Structure Data, New York, and streaming Big Data for Hadoop
Last week SQLstream sponsored and CEO Damian Black presented at Structure Data in New York, a conference exploring “the technical and business opportunities spurred by the growth of big data”.
It’s clear that Big Data has moved on considerably in a very short space of time. From the Silicon Valley, 101 world of Java developers and Hadoop, into the mainstream wider business world (but still with Hadoop!).
Some themes emerging from the conference:
- The basic need to deliver high performance, massively scalable computing infrastructure as data volumes grow exponentially. It’s clear that the pain from structured and unstructured data is driving different approaches at different stages in the data management lifecycle – better visualizations, better cleansing and filtering, and a better understanding of the appropriate analytics tools that are most applicable at each stage.
- The emergence of the SQL layer. It’s clear Hadoop has its strengths and is here to stay. It’s effectively ‘supercomputing lite’ and given today’s data volumes, is just the tool for the job. However, there are a couple of trends emerging. First, is it actually necessary to store all the data, when much of it is obviously not of interest? Second, once the initial analysis of both all structured and unstructured data is achieved, there’s an emerging layer above Hadoop that’s looking very structured. Both these functions are looking much more SQL-like.

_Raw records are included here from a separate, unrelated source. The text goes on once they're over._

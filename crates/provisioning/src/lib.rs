//! Campaign provisioning against the email campaign platform.
//!
//! Creates a campaign, sets its identity, sender and subject, uploads MJML
//! content through a presigned-URL handoff, applies audience targeting and
//! optionally schedules it for immediate sending. Runs fail fast and never
//! undo remote changes.

pub mod mutators;
pub mod orchestrator;
pub mod pipeline;
pub mod remote;
pub mod upload;

#[cfg(test)]
mod testing;

pub use mutators::CampaignApi;
pub use orchestrator::CampaignClient;
pub use remote::{HttpRemote, RemoteCall};
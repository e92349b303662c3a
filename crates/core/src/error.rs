use thiserror::Error;

use crate::types::RemoteMethod;

pub type CampaignResult<T> = Result<T, CampaignError>;

#[derive(Error, Debug)]
pub enum CampaignError {
    #[error("Configuration error: {0}")]
    Config(String),

    /// The platform answered with a non-success HTTP status.
    #[error("{method} {path} failed with status {status}: {body}")]
    Status {
        method: RemoteMethod,
        path: String,
        status: u16,
        body: String,
    },

    /// The platform answered 2xx but flagged the call with `success: false`.
    #[error("{method} {path} was rejected by the platform: {payload}")]
    Rejected {
        method: RemoteMethod,
        path: String,
        payload: serde_json::Value,
    },

    /// The direct write to the presigned storage destination failed.
    /// Never carries a platform path or a JSON payload.
    #[error("Blob storage transfer failed{}: {message}", status_suffix(.status))]
    BlobTransfer { status: Option<u16>, message: String },

    #[error("{method} {path} returned an unexpected response: {message}")]
    UnexpectedResponse {
        method: RemoteMethod,
        path: String,
        message: String,
    },

    #[error("{method} {path} could not be sent: {source}")]
    Transport {
        method: RemoteMethod,
        path: String,
        #[source]
        source: reqwest::Error,
    },

    #[error("{method} {path} returned a body that is not JSON: {source}")]
    Decode {
        method: RemoteMethod,
        path: String,
        #[source]
        source: serde_json::Error,
    },

    #[error("Serialization error: {0}")]
    Serialization(#[from] serde_json::Error),

    #[error("IO error: {0}")]
    Io(#[from] std::io::Error),

    #[error("Internal error: {0}")]
    Internal(#[from] anyhow::Error),
}

fn status_suffix(status: &Option<u16>) -> String {
    status.map(|s| format!(" with status {s}")).unwrap_or_default()
}

impl CampaignError {
    /// True for failures reported by the campaign platform's own API.
    pub fn is_platform_error(&self) -> bool {
        matches!(
            self,
            Self::Status { .. }
                | Self::Rejected { .. }
                | Self::UnexpectedResponse { .. }
                | Self::Transport { .. }
                | Self::Decode { .. }
        )
    }

    pub fn is_blob_transfer(&self) -> bool {
        matches!(self, Self::BlobTransfer { .. })
    }

    /// The decoded JSON payload of an application-level rejection.
    pub fn payload(&self) -> Option<&serde_json::Value> {
        match self {
            Self::Rejected { payload, .. } => Some(payload),
            _ => None,
        }
    }

    /// Method and path of the platform call that failed, if any.
    pub fn call_site(&self) -> Option<(RemoteMethod, &str)> {
        match self {
            Self::Status { method, path, .. }
            | Self::Rejected { method, path, .. }
            | Self::UnexpectedResponse { method, path, .. }
            | Self::Transport { method, path, .. }
            | Self::Decode { method, path, .. } => Some((*method, path.as_str())),
            _ => None,
        }
    }
}
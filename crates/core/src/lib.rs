//! Shared configuration, error taxonomy and domain types for campaign
//! provisioning against the email campaign platform.

pub mod config;
pub mod error;
pub mod types;

pub use config::PlatformConfig;
pub use error::{CampaignError, CampaignResult};
pub use types::*;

- Real-time, low latency analytics. Hadoop is not, nor does not claim to be, a low latency, real-time data management platform. There is a well-defined business need to analyze log file, sensor and network data in real-time (sub-second to a few minutes latency), but also to stream the arriving data through to Hadoop for further analysis. Obviously this layer needs to as scalable, if not more so, than the underlying Hadoop platform.
Damian’s presentation Structure Data focused on relational streaming – massive-scale parallel data processing using SQL, generating real-time results from streaming input data. The talk described relational streaming as a standalone real-time management layer, and also SQLstream integrated with Hadoop as the streaming layer in the Big Data stack (you can also read the GigaOM report in the presentation here).